The five-year-old company’s Cynet 360 platform — which auto-installs on physical and virtual endpoints within a day — collects signals from the network (e.g., logged-on users, failed logins, password changes, software downloads, and executed files) and fuses them to reveal the context of each activity and enforce admin-defined protection policies. At the same time, it enables operators to automate common tasks, like tracking file integrity; exporting management reports; and analyzing activity logs generated by users, hosts, software processes, domains, sockets, and files.
On the anti-malware side, Cynet 360 prevents the execution of malicious code by enforcing a chain of interlocking protection layers on running files and processes. Leveraging machine learning and over 30 live feeds of indicators of compromise, the platform pinpoints attributes and behaviors that indicate malicious activity might be taking place, identifying files similar to known malware. It compares anomalous or unfamiliar programs with baselines generated from logged-in hosts, login frequency, location, internal and external network communication, and other factors while searching for signs of account compromise (like first-time logins, logins outside of working hours, and logins through VPNs).
Using Cynet 360, IT teams can define access policies for each user and group. Cynet sends a verification message to those users via phone or email to cut down on false positives, but if it detects a high likelihood of account compromise, it can disable the impacted account automatically.
Cynet 360 also tries to ensure legitimate processes gain access to critical areas in memory, and it can perform remediation — either directly on an endpoint or through infrastructural components like firewalls. Meanwhile, the platform’s deception technology can plant various types of decoys and honeypots to tempt attackers. Real-time alerts are triggered by anything from login attempts with false passwords to trojan malware running on hosts, man-in-the-middle attacks, and hosts initiating suspicious traffic to external addresses.

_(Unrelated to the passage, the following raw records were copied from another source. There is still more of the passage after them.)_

use anyhow::{Context, Result};
use clap::Parser;
use std::fs;
use std::path::PathBuf;
use tracing::info;

use viz_assistant::llm::LlmClient;
use viz_assistant::session::API_KEY_VAR;
use viz_assistant::{ResponseItem, Session};

#[derive(Parser)]
#[command(name = "viz-assistant")]
#[command(about = "Conversational data visualization over uploaded tables")]
struct Args {
    /// The question to ask about the uploaded data
    question: String,

    /// CSV files to upload before asking
    #[arg(short, long, required = true)]
    file: Vec<PathBuf>,

    /// Groq API key (or set GROQ_API_KEY env var)
    #[arg(long)]
    api_key: Option<String>,

    /// Directory for rendered chart artifacts
    #[arg(short, long, default_value = "artifacts")]
    out_dir: PathBuf,
}

#[tokio::main]
async fn main() -> Result<()> {
    dotenv::dotenv().ok();
    tracing_subscriber::fmt::init();

    let args = Args::parse();

    let api_key = args
        .api_key
        .or_else(|| std::env::var(API_KEY_VAR).ok())
        .with_context(|| format!("no API key: pass --api-key or set {}", API_KEY_VAR))?;
    let mut session = Session::new(LlmClient::new(api_key));

    for path in &args.file {
        let bytes = fs::read(path).with_context(|| format!("reading {}", path.display()))?;
        let name = path
            .file_name()
            .and_then(|n| n.to_str())
            .unwrap_or("upload.csv");
        let extension = path.extension().and_then(|e| e.to_str()).unwrap_or("");
        let summary = session.upload(name, &bytes, extension)?;
        info!("{}", summary);
    }

    let messages = session.ask(&args.question).await?;

    fs::create_dir_all(&args.out_dir)
        .with_context(|| format!("creating {}", args.out_dir.display()))?;
    let mut chart_index = 0;
    for message in messages {
        match &message.item {
            ResponseItem::Text(text) => println!("{}\n", text),
            ResponseItem::Image(png) => {
                chart_index += 1;
                let path = args.out_dir.join(format!("chart_{}.png", chart_index));
                fs::write(&path, png)?;
                println!("[chart saved to {}]\n", path.display());
            }
            ResponseItem::Interactive(figure) => {
                chart_index += 1;
                let path = args.out_dir.join(format!("chart_{}.json", chart_index));
                fs::write(&path, serde_json::to_vec_pretty(&figure.to_spec())?)?;
                println!("[interactive chart saved to {}]\n", path.display());
            }
            ResponseItem::Declarative(chart) => {
                chart_index += 1;
                let path = args.out_dir.join(format!("chart_{}.html", chart_index));
                fs::write(&path, chart.to_html()?)?;
                println!("[chart saved to {}]\n", path.display());
            }
        }
    }

    Ok(())
}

The company also provides a number of complementary services, including managed detection and response. Customers can send suspicious files for analysis and receive guidance about which endpoints, files, users, and network traffic should be remediated. Or they can retain a Cynet 360 team member to dive into validated attack vectors to gain a better understanding of their scope and impact.
Cynet claims to have “hundreds” of customers worldwide, ranging from small businesses to large enterprises like Deutsche Telekom (who’s also a strategic backer). BlueRed Partners led the series B+ that closed this week, with participation from new investor Merlin International and existing backers Norwest Venture Partners and Ibex Investors.
Competition in the cybersecurity segment is fiercer than ever. Players include Dtex, IntSights, TrapX Security, CybelAngel, and Deep Instinct, all of which take an algorithmic approach to threat detection. That’s not to mention San Francisco-based ZecOps, which recently nabbed $ 10.2 million for tech that automates analysis and response to cyberattacks. Then there’s Trinity Cyber, whose threat-combating suite combines detection with “adversary inference,” and Huntress, which brought in $ 18 million to detect and remediate cyberthreats. Not be outdone, Lacework protects cloud environments from data breaches.